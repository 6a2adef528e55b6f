//! Version command implementation.

use console::style;

/// Execute the version command.
pub fn execute() {
    let version = env!("CARGO_PKG_VERSION");

    println!(
        "{} {} - editable quantum circuit grids",
        style("qgrid").cyan().bold(),
        style(format!("v{version}")).yellow()
    );
    println!();
    println!("Components:");
    println!("  qgrid-ir      Circuit grid model and simulator program");
    println!("  qgrid-config  Configuration validation and editing sessions");
    println!("  qgrid-layout  Layout geometry and control-wire routing");
    println!("  qgrid-cli     Command-line interface");
    println!();
    println!("License: {}", style("Apache-2.0").dim());
}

## WHAT TO DO
Copy every line of the listing above exactly.

## OUTPUT FOR THIS TASK
repository 6a2adef528e55b6f
//! Version command implementation.

use console::style;

/// Execute the version command.
pub fn execute() {
    let version = env!("CARGO_PKG_VERSION");

    println!(
        "{} {} - editable quantum circuit grids",
        style("qgrid").cyan().bold(),
        style(format!("v{version}")).yellow()
    );
    println!();
    println!("Components:");
    println!("  qgrid-ir      Circuit grid model and simulator program");
    println!("  qgrid-config  Configuration validation and editing sessions");
    println!("  qgrid-layout  Layout geometry and control-wire routing");
    println!("  qgrid-cli     Command-line interface");
    println!();
    println!("License: {}", style("Apache-2.0").dim());
}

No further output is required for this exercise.